Breaking the Excel Barrier: A New Era for OMN
In a surprising move towards greater efficiency in software development, OMN Network Co., Ltd., headquartered in Niigata, Japan, has taken steps to overcome traditional practices that have hindered the effective utilization of AI—specifically, the usage of Excel for documentation. By transitioning their design documentation to Markdown format, OMN aims to facilitate faster coding and smoother knowledge sharing among teams, laying the groundwork for a more integrated approach to AI collaboration.
Optimizing Documentation Formats
The digital transformation journey at OMN began with the realization that there was significant room for improvement in the way documents were created and processed. The integration of the AI tool 'Claude Code' marked the initial step in enhancing development efficiency and product quality. Since this tool's implementation, code generation and specifications confirmation workflows have been significantly expedited. However, as the team dove deeper into leveraging AI, challenges arose—most notably, instances where the AI misinterpreted the information in the specifications. This largely stemmed from the complexities inherent in Excel-based documents, leading to heightened frustration.
During efforts to refine the directives issued to the AI, the team recognized that over-complicating prompts only escalated operational difficulties, creating a cycle of inefficiency that was counterproductive. This led to a period of introspection within the team, as they grappled with a nagging question:
Why are we still using Excel for our documentation?
Rethinking the Status Quo
This pivotal question catalyzed a series of discussions with the in-house AI specialists. Whereas the development team initially sought a technical workaround for improved Excel interpretation, they were confronted with a fundamental challenge to their way of thinking. Instead of forcing AI to grapple with a human-centric framework, it became apparent that the most effective documents should align with the AI's strengths: clear structural formats over conventional layouts.
This moment of clarity signified the launch of OMN’s new endeavor in digital documentation transformation—an awakening that drove them to investigate Markdown as a solution that could assuage their previous challenges.
Transitioning to Markdown
Following methodical application testing, OMN found that Markdown provided the most straightforward and efficient format for AI analysis. Unlike Excel files, which bulky metadata inhibits processing speed and increases costs in token consumption, Markdown offers a simplistic and concise hierarchy. Consequently, OMN has estimated that the token consumption for processing documents in Markdown could be about one-tenth compared to their Excel counterparts.
As a result, the interactions between engineers and AI have drastically improved—engineers are now able to focus on delivering high-quality implementations without the frustration of revisiting and amending prompts. Instead of spending excessive time interpreting a specification, they can channel all their skills into system implementation and enhancement. According to engineers involved, this transition has led to significantly enhanced speeds in response to specification changes as well.

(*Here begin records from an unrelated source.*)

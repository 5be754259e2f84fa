use serde::{Deserialize, Serialize};

/// Configuration from `todo/config.toml`
#[derive(Debug, Clone, Default, Serialize, Deserialize)]
pub struct Config {
    #[serde(default)]
    pub board: BoardConfig,
    #[serde(default)]
    pub order: OrderConfig,
}

#[derive(Debug, Clone, Serialize, Deserialize)]
pub struct BoardConfig {
    #[serde(default = "default_board_name")]
    pub name: String,
}

impl Default for BoardConfig {
    fn default() -> Self {
        BoardConfig {
            name: default_board_name(),
        }
    }
}

/// How chains are rebuilt from their links
#[derive(Debug, Clone, Copy, Default, PartialEq, Eq, Serialize, Deserialize)]
#[serde(rename_all = "lowercase")]
pub enum ChainStrategy {
    /// Walk from the head along the successor links
    #[default]
    Traverse,
    /// Repeatedly splice elements next to their successor until stable
    Relocate,
}

impl std::fmt::Display for ChainStrategy {
    fn fmt(&self, f: &mut std::fmt::Formatter<'_>) -> std::fmt::Result {
        match self {
            ChainStrategy::Traverse => write!(f, "traverse"),
            ChainStrategy::Relocate => write!(f, "relocate"),
        }
    }
}

impl std::str::FromStr for ChainStrategy {
    type Err = String;

    fn from_str(s: &str) -> Result<Self, Self::Err> {
        match s {
            "traverse" => Ok(ChainStrategy::Traverse),
            "relocate" => Ok(ChainStrategy::Relocate),
            other => Err(format!(
                "unknown strategy '{}' (expected traverse or relocate)",
                other
            )),
        }
    }
}

#[derive(Debug, Clone, Copy, Serialize, Deserialize)]
pub struct OrderConfig {
    #[serde(default)]
    pub strategy: ChainStrategy,
    /// Iteration bound for the relocate strategy. Absent = N³ for N elements.
    #[serde(default)]
    pub iteration_limit: Option<usize>,
    /// Rebuild the whole chain after every move and adopt that order
    #[serde(default = "default_true")]
    pub verify_after_move: bool,
}

impl Default for OrderConfig {
    fn default() -> Self {
        OrderConfig {
            strategy: ChainStrategy::default(),
            iteration_limit: None,
            verify_after_move: true,
        }
    }
}

fn default_true() -> bool {
    true
}

fn default_board_name() -> String {
    "todos".to_string()
}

Enriching Knowledge Sharing
Markdown's adoption extends beyond formal specifications; it encompasses technical notes and previously dispersed knowledge bases. This comprehensive shift has streamlined contextual sharing with AI and reduced discrepancies among engineers. By structuring information to suit AI capabilities, OMN now considers its collective knowledge a powerful asset in executing digital transformations and enhancing AI proficiency.
One engineer noted, “The shift from Excel meant that we could pass our intents directly to the AI. Now, instead of spending endless hours preparing to elucidate specifications, we are able to focus on actual development.”
Currently, three engineers are actively utilizing Claude Code within the company. Not only have they embraced Markdown for formal documentation, but they are also applying this standard to everyday technical notes and shared team resources. Plans are underway to widen the adoption of Markdown progressively across the organization as the utilization of Claude Code expands.
Balancing Structure and Layout
Nevertheless, confining all documentation within Markdown posed some practical challenges. While Markdown excels at data structuring, accessible visualization for human readers cannot be overlooked. OMN’s development team thus established a process wherein Markdown serves as the foundational format but can be converted to user-friendly HTML layouts instantly through AI tools. This ensures the structure benefits AI capabilities while humans engage with intuitive layouts designed to streamline comprehension.
Redefining Documents
Ultimately, OMN's endeavor to redefine documentation is about more than just changing file formats; it is the establishment of a common language for collaboration with AI in the pursuit of innovation. Optimizing the shape of information to suit AI has empowered engineers to concentrate more intensely on crucial aspects of design and quality. This knowledge is beginning to circulate as a corporate standard, accelerating the organization’s digital transformation trajectory.
As an organization, OMN remains committed to integrating advanced technology while drawing on the ingenuity of their team to drive optimal solutions that deliver swift and sustainable value to clients.